Ursus allait rentrer quand le bruit des pas attira son attention ; il s’arrêta et, voyant les deux hommes, il déposa sa passoire sur la balustrade et se tourna vers eux :

— Que cherchez-vous ? — demanda-t-il.

— Toi ! — répondit Vinicius.

Et, se tournant vers Croton, il lui glissa d’une voix brève :

— Tue !

Croton bondit comme un tigre, et, en rien de temps, avant que le Lygien pût se remettre ou reconnaître ses ennemis, il l’enferma dans ses bras d’acier.

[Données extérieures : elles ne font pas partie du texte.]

//! # Configuration
//!
//! Every knob has a default matching the dialect's conventions, so
//! `Config::default()` is a working setup and a JSON document only needs the
//! fields it changes.

use indexmap::IndexMap;
use serde::{Deserialize, Serialize};

use crate::model::Value;
use crate::palette::{CategoryDescriptor, Colour};
use crate::Result;

#[derive(Debug, Clone, Default, PartialEq, Serialize, Deserialize)]
#[serde(default)]
pub struct Config {
    pub decoder: DecoderOptions,
    pub encoder: EncoderOptions,
    pub palette: PaletteOptions,
}

impl Config {
    /// Parse a (possibly partial) JSON configuration.
    pub fn from_json(text: &str) -> Result<Self> {
        Ok(serde_json::from_str(text)?)
    }

    pub fn to_json(&self) -> Result<String> {
        Ok(serde_json::to_string_pretty(self)?)
    }
}

// ============================================================================
// Decoder
// ============================================================================

#[derive(Debug, Clone, PartialEq, Serialize, Deserialize)]
#[serde(default)]
pub struct DecoderOptions {
    /// Trimmed lines starting with this are comments.
    pub comment_prefix: String,
    /// Trimmed lines equal to one of these carry no meaning of their own
    /// (the encoder's empty-body placeholder) and are skipped.
    pub skip_lines: Vec<String>,
}

impl Default for DecoderOptions {
    fn default() -> Self {
        Self {
            comment_prefix: "#".into(),
            skip_lines: vec!["pass".into()],
        }
    }
}

// ============================================================================
// Encoder
// ============================================================================

#[derive(Debug, Clone, PartialEq, Serialize, Deserialize)]
#[serde(default)]
pub struct EncoderOptions {
    /// One level of indentation.
    pub indent: String,
    /// Statement emitted for an empty body.
    pub empty_body: String,
    /// Name used for a variable reference that cannot be resolved.
    pub fallback_variable: String,
}

impl Default for EncoderOptions {
    fn default() -> Self {
        Self {
            indent: "    ".into(),
            empty_body: "pass".into(),
            fallback_variable: "x".into(),
        }
    }
}

// ============================================================================
// Palette
// ============================================================================

/// Literal placed in empty value slots of a palette entry.
#[derive(Debug, Clone, PartialEq, Serialize, Deserialize)]
pub struct ShadowSpec {
    pub type_name: String,
    pub field: String,
    pub value: Value,
}

impl ShadowSpec {
    pub fn new(type_name: &str, field: &str, value: impl Into<Value>) -> Self {
        Self { type_name: type_name.into(), field: field.into(), value: value.into() }
    }
}

#[derive(Debug, Clone, PartialEq, Serialize, Deserialize)]
#[serde(default)]
pub struct PaletteOptions {
    /// Categories in display order.
    pub categories: Vec<CategoryDescriptor>,
    /// Category for forms that declare none.
    pub default_category: String,
    /// Colour of categories that appear only because a form names them.
    pub default_colour: Colour,
    pub number_shadow: ShadowSpec,
    pub text_shadow: ShadowSpec,
    /// Shadows for specific `type name → slot`, taking priority over the
    /// Number/String defaults. Unchecked slots get a shadow only from here.
    pub slot_shadows: IndexMap<String, IndexMap<String, ShadowSpec>>,
}

impl Default for PaletteOptions {
    fn default() -> Self {
        Self {
            categories: CategoryDescriptor::builtin(),
            default_category: "Uncategorized".into(),
            default_colour: Colour::Hex("#999999ff".into()),
            number_shadow: ShadowSpec::new("math_number", "NUM", 0),
            text_shadow: ShadowSpec::new("text", "TEXT", "Hello!"),
            slot_shadows: default_slot_shadows(),
        }
    }
}

/// Comparisons are offered as `0 == 0` with editable numbers on both sides.
fn default_slot_shadows() -> IndexMap<String, IndexMap<String, ShadowSpec>> {
    let zero = ShadowSpec::new("math_number", "NUM", 0);
    let compare = IndexMap::from([("A".to_string(), zero.clone()), ("B".to_string(), zero)]);
    IndexMap::from([("logic_compare".to_string(), compare)])
}
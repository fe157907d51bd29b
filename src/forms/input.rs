//! Input category: button events and sensors.

use regex::Captures;

use crate::encoder::{EncodeInput, Fragment, Precedence};
use crate::model::{fields, Arg, Capability, FieldMap, Template};
use crate::registry::Form;
use crate::Result;
use super::group;

const BUTTONS: [(&str, &str); 3] = [("A", "A"), ("B", "B"), ("A+B", "AB")];

fn decode_button(caps: &Captures<'_>) -> Result<FieldMap> {
    Ok(fields([("BUTTON", group(caps, 1).to_uppercase())]))
}

pub(super) fn on_button_pressed() -> Result<Form> {
    let template = Template::event("on button %1 pressed %2")
        .arg(Arg::dropdown("BUTTON", &BUTTONS))
        .arg(Arg::statement("DO"))
        .tooltip("Run when a button is pressed");
    Ok(Form::new(
        "on_button_pressed",
        template,
        r"(?i)^def\s+on_button_pressed_(a|b|ab)\s*\(\s*\)\s*:",
        encode_on_button_pressed,
    )?
    .with_category("Input")
    .container()
    .with_decode(decode_button))
}

/// Handler function followed by its registration call.
fn encode_on_button_pressed(input: &EncodeInput<'_>) -> Result<Fragment> {
    let button = input.field_or("BUTTON", "A");
    let function = format!("on_button_pressed_{}", button.to_lowercase());
    Ok(Fragment::statement(format!(
        "def {function}():\n{}{}\ninput.on_button_pressed(Button.{button}, {function})\n",
        input.globals_line(),
        input.body("DO"),
    )))
}

pub(super) fn button_is_pressed() -> Result<Form> {
    let template = Template::expression("button %1 is pressed", Some(Capability::Boolean))
        .arg(Arg::dropdown("BUTTON", &BUTTONS))
        .tooltip("Check whether a button is currently pressed");
    Ok(Form::new(
        "button_is_pressed",
        template,
        r"input\.button_is_pressed\(\s*Button\.(A|B|AB)\s*\)",
        |input| {
            let button = input.field_or("BUTTON", "A");
            Ok(Fragment::expression(format!("input.button_is_pressed(Button.{button})"), Precedence::CALL))
        },
    )?
    .with_category("Input")
    .with_decode(decode_button))
}

/// Sits outside every named category.
pub(super) fn microbit_accelerometer() -> Result<Form> {
    let template = Template::expression("accelerometer %1", Some(Capability::Number))
        .arg(Arg::dropdown("AXIS", &[("x", "x"), ("y", "y"), ("z", "z")]))
        .tooltip("Get accelerometer reading");
    Ok(Form::new(
        "microbit_accelerometer",
        template,
        r"accelerometer\.get_([xyz])\(\)",
        |input| {
            let axis = input.field_or("AXIS", "x");
            Ok(Fragment::expression(format!("accelerometer.get_{axis}()"), Precedence::CALL))
        },
    )?
    .with_decode(|caps| Ok(fields([("AXIS", group(caps, 1))]))))
}
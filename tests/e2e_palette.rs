//! End-to-end tests for palette projection and its toolbox rendering.

use blockbridge::config::ShadowSpec;
use blockbridge::palette::project;
use blockbridge::{
    Arg, Capability, Colour, Config, EncodeInput, Form, Fragment, PaletteOptions, Registry,
    Template, Transducer, Value,
};
use pretty_assertions::assert_eq;

fn init_tracing() {
    let _ = tracing_subscriber::fmt().with_test_writer().try_init();
}

// ============================================================================
// Helper: small registries
// ============================================================================

fn noop(_: &EncodeInput<'_>) -> blockbridge::Result<Fragment> {
    Ok(Fragment::statement(""))
}

fn form(type_name: &str, category: Option<&str>) -> Form {
    let template = Template::statement(type_name)
        .arg(Arg::number("LEVEL", 3.0))
        .arg(Arg::value("AMOUNT", Some(Capability::Number)));
    let form = Form::new(type_name, template, &format!("^{type_name}$"), noop).unwrap();
    match category {
        Some(category) => form.with_category(category),
        None => form,
    }
}

fn names(registry: &Registry, options: &PaletteOptions) -> Vec<String> {
    project(registry, options).categories.into_iter().map(|c| c.name).collect()
}

// ============================================================================
// 1. Built-in catalog
// ============================================================================

#[test]
fn test_builtin_category_order() {
    init_tracing();
    let catalog = Transducer::builtin().unwrap().palette();
    let order: Vec<_> = catalog.categories.iter().map(|c| c.name.as_str()).collect();
    assert_eq!(
        order,
        ["Basic", "Input", "Music", "Led", "Logic", "Variables", "Math", "Uncategorized"]
    );
}

#[test]
fn test_every_form_listed_once() {
    let bridge = Transducer::builtin().unwrap();
    let catalog = bridge.palette();
    let listed: usize = catalog.categories.iter().map(|c| c.entries.len()).sum();
    let variables = bridge.registry().forms().filter(|f| f.category() == Some("Variables")).count();
    assert_eq!(listed + variables, bridge.registry().len());
}

#[test]
fn test_forms_without_category_land_in_uncategorized() {
    let catalog = Transducer::builtin().unwrap().palette();
    let entries: Vec<_> = catalog
        .category("Uncategorized")
        .unwrap()
        .entries
        .iter()
        .map(|e| e.type_name.as_str())
        .collect();
    assert_eq!(entries, ["microbit_accelerometer", "microbit_pin_read", "microbit_pin_write"]);
}

#[test]
fn test_entry_defaults_and_shadows() {
    let catalog = Transducer::builtin().unwrap().palette();
    let basic = catalog.category("Basic").unwrap();

    let show_number = basic.entries.iter().find(|e| e.type_name == "show_number").unwrap();
    assert_eq!(show_number.shadows["NUM"], ShadowSpec::new("math_number", "NUM", 0));

    let show_string = basic.entries.iter().find(|e| e.type_name == "show_string").unwrap();
    assert_eq!(show_string.shadows["TEXT"].value, Value::from("Hello!"));

    let pause = basic.entries.iter().find(|e| e.type_name == "pause").unwrap();
    assert_eq!(pause.fields["TIME"], Value::Int(1000));
}

// ============================================================================
// 2. Empty and unlisted categories
// ============================================================================

#[test]
fn test_empty_categories_omitted_except_dynamic() {
    let mut registry = Registry::new();
    registry.register(form("beep", Some("Music"))).unwrap();

    assert_eq!(names(&registry, &PaletteOptions::default()), ["Music", "Variables"]);
    assert!(project(&registry, &PaletteOptions::default())
        .category("Variables")
        .unwrap()
        .entries
        .is_empty());
}

#[test]
fn test_unlisted_category_comes_last() {
    let mut registry = Registry::new();
    registry.register(form("probe", Some("Sensors"))).unwrap();
    registry.register(form("blink", Some("Led"))).unwrap();

    let catalog = project(&registry, &PaletteOptions::default());
    let sensors = catalog.categories.last().unwrap();
    assert_eq!(sensors.name, "Sensors");
    assert_eq!(sensors.colour, Colour::Hex("#999999ff".into()));
    assert_eq!(sensors.label(), "📋 Sensors");
}

#[test]
fn test_configured_order_from_json() {
    let config = Config::from_json(
        r##"{
            "palette": {
                "categories": [
                    { "name": "Led", "colour": 10, "icon": "*" },
                    { "name": "Music", "colour": "#000000", "icon": "~" },
                    { "name": "Led", "colour": 20, "icon": "!" }
                ],
                "default_category": "Other"
            }
        }"##,
    )
    .unwrap();
    let mut registry = Registry::new();
    registry.register(form("beep", Some("Music"))).unwrap();
    registry.register(form("blink", Some("Led"))).unwrap();
    registry.register(form("loose", None)).unwrap();

    let catalog = project(&registry, &config.palette);
    assert_eq!(names(&registry, &config.palette), ["Led", "Music", "Other"]);
    assert_eq!(catalog.categories[0].colour, Colour::Hue(10.0));
}

#[test]
fn test_slot_shadows_from_json() {
    let config = Config::from_json(
        r#"{
            "palette": {
                "slot_shadows": {
                    "mix": { "INPUT": { "type_name": "text", "field": "TEXT", "value": "hum" } }
                }
            }
        }"#,
    )
    .unwrap();
    let mut registry = Registry::new();
    registry.register(form("beep", Some("Music"))).unwrap();
    let template = Template::statement("mix %1").arg(Arg::value("INPUT", None));
    registry
        .register(Form::new("mix", template, "^mix$", noop).unwrap().with_category("Music"))
        .unwrap();

    let catalog = project(&registry, &config.palette);
    let music = &catalog.category("Music").unwrap().entries;
    assert_eq!(music[0].shadows.get("AMOUNT"), Some(&ShadowSpec::new("math_number", "NUM", 0)));
    assert_eq!(music[1].shadows.get("INPUT"), Some(&ShadowSpec::new("text", "TEXT", "hum")));
}

// ============================================================================
// 3. Toolbox XML
// ============================================================================

#[test]
fn test_toolbox_xml_layout() {
    let mut registry = Registry::new();
    registry.register(form("beep", Some("Music"))).unwrap();

    let xml = project(&registry, &PaletteOptions::default()).to_toolbox_xml();
    assert_eq!(
        xml,
        concat!(
            r#"<xml xmlns="https://developers.google.com/blockly/xml" id="toolbox-categories" style="display: none">"#,
            "\n",
            r##"  <category name="🎵 Music" colour="#D32F2F">"##,
            "\n",
            r#"    <block type="beep">"#,
            "\n",
            r#"      <field name="LEVEL">3</field>"#,
            "\n",
            r#"      <value name="AMOUNT">"#,
            "\n",
            r#"        <shadow type="math_number">"#,
            "\n",
            r#"          <field name="NUM">0</field>"#,
            "\n",
            "        </shadow>\n",
            "      </value>\n",
            "    </block>\n",
            "  </category>\n",
            r##"  <category name="📦 Variables" colour="#A64D79" custom="VARIABLE"></category>"##,
            "\n",
            "</xml>",
        )
    );
}

#[test]
fn test_catalog_json_names_entries() {
    let json = Transducer::builtin().unwrap().palette().to_json().unwrap();
    let doc: serde_json::Value = serde_json::from_str(&json).unwrap();
    let first = &doc["categories"][0];
    assert_eq!(first["name"], "Basic");
    assert_eq!(first["entries"][0]["type_name"], "show_string");
}
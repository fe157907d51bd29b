//! Encoded fragments and the input handed to a form's encode function.

use indexmap::IndexMap;

use crate::config::EncoderOptions;
use crate::model::{Node, Value};
use super::indent::indent_body_if_needed;

/// Binding strength of an expression. Higher binds tighter.
///
/// A parent asks for a minimum strength at each argument position; a child
/// weaker than that is wrapped in parentheses.
#[derive(Debug, Clone, Copy, PartialEq, Eq, PartialOrd, Ord, Hash)]
pub struct Precedence(pub u8);

impl Precedence {
    pub const ATOMIC: Precedence = Precedence(100);
    pub const CALL: Precedence = Precedence(90);
    pub const EXPONENT: Precedence = Precedence(80);
    pub const UNARY: Precedence = Precedence(70);
    pub const MULTIPLICATIVE: Precedence = Precedence(60);
    pub const ADDITIVE: Precedence = Precedence(50);
    pub const RELATIONAL: Precedence = Precedence(40);
    pub const LOGICAL_NOT: Precedence = Precedence(30);
    pub const LOGICAL_AND: Precedence = Precedence(20);
    pub const LOGICAL_OR: Precedence = Precedence(10);
    /// Any expression is acceptable here.
    pub const NONE: Precedence = Precedence(0);

    /// One step tighter; used for the non-associative side of an operator.
    pub fn tighter(self) -> Precedence {
        Precedence(self.0.saturating_add(1))
    }
}

/// Output of a form's encode function.
#[derive(Debug, Clone, PartialEq, Eq)]
pub enum Fragment {
    /// Zero or more complete lines, each newline-terminated.
    Statement(String),
    Expression { code: String, precedence: Precedence },
}

impl Fragment {
    pub fn statement(code: impl Into<String>) -> Self {
        Fragment::Statement(code.into())
    }

    pub fn expression(code: impl Into<String>, precedence: Precedence) -> Self {
        Fragment::Expression { code: code.into(), precedence }
    }

    pub fn code(&self) -> &str {
        match self {
            Fragment::Statement(code) | Fragment::Expression { code, .. } => code,
        }
    }

    pub fn into_code(self) -> String {
        match self {
            Fragment::Statement(code) | Fragment::Expression { code, .. } => code,
        }
    }
}

/// Everything a form's encode function may consult: the node, its already
/// encoded slot contents and, for containers, the free variables.
#[derive(Debug)]
pub struct EncodeInput<'a> {
    node: &'a Node,
    options: &'a EncoderOptions,
    /// Declared value slots; `None` when nothing is attached.
    values: IndexMap<String, Option<(String, Precedence)>>,
    /// Statement slots, already indented one level.
    statements: IndexMap<String, String>,
    globals: Vec<String>,
    /// Resolved name for forms that reference a variable.
    variable: Option<String>,
}

impl<'a> EncodeInput<'a> {
    pub fn new(node: &'a Node, options: &'a EncoderOptions) -> Self {
        Self {
            node,
            options,
            values: IndexMap::new(),
            statements: IndexMap::new(),
            globals: Vec::new(),
            variable: None,
        }
    }

    pub fn with_value(mut self, slot: &str, child: Option<(String, Precedence)>) -> Self {
        self.values.insert(slot.to_string(), child);
        self
    }

    pub fn with_statements(mut self, slot: &str, code: String) -> Self {
        self.statements.insert(slot.to_string(), code);
        self
    }

    pub fn with_globals(mut self, globals: Vec<String>) -> Self {
        self.globals = globals;
        self
    }

    pub fn with_variable(mut self, name: String) -> Self {
        self.variable = Some(name);
        self
    }

    pub fn node(&self) -> &Node {
        self.node
    }

    pub fn field(&self, name: &str) -> Option<&Value> {
        self.node.get(name)
    }

    /// Field as source text; empty when unset.
    pub fn field_text(&self, name: &str) -> String {
        self.node.field_text(name)
    }

    /// Field as source text, or `default` when unset or empty.
    pub fn field_or(&self, name: &str, default: &str) -> String {
        let text = self.field_text(name);
        if text.is_empty() { default.to_string() } else { text }
    }

    pub fn has_slot(&self, name: &str) -> bool {
        self.values.contains_key(name) || self.statements.contains_key(name)
    }

    /// Code of the expression in `slot`, parenthesised when it binds looser
    /// than `required`. An empty slot yields `default`.
    pub fn value(&self, slot: &str, required: Precedence, default: &str) -> String {
        match self.values.get(slot) {
            Some(Some((code, precedence))) if !code.is_empty() => {
                if *precedence < required {
                    format!("({code})")
                } else {
                    code.clone()
                }
            }
            _ => default.to_string(),
        }
    }

    /// Body of a statement slot: indented one level, never empty.
    pub fn body(&self, slot: &str) -> String {
        let code = self.statements.get(slot).map(String::as_str).unwrap_or("");
        indent_body_if_needed(code, &self.options.indent, &self.options.empty_body)
    }

    pub fn globals(&self) -> &[String] {
        &self.globals
    }

    /// `global a, b` declaration line at body indentation, or nothing.
    pub fn globals_line(&self) -> String {
        if self.globals.is_empty() {
            String::new()
        } else {
            format!("{}global {}\n", self.options.indent, self.globals.join(", "))
        }
    }

    pub fn variable(&self) -> Option<&str> {
        self.variable.as_deref()
    }

    pub fn indent(&self) -> &str {
        &self.options.indent
    }
}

Vinicius était trop certain de la force surhumaine de Croton pour attendre l’issue de la lutte ; il les dépassa donc, s’élança vers la maisonnette, poussa la porte et se trouva dans une chambre assez sombre, mais éclairée par le feu qui flambait dans l’âtre. La lueur de la flamme tombait en plein sur le visage de Lygie. Quelqu’un était également assis près du foyer : le vieillard qui avait accompagné la jeune fille et Ursus au retour de l’Ostrianum.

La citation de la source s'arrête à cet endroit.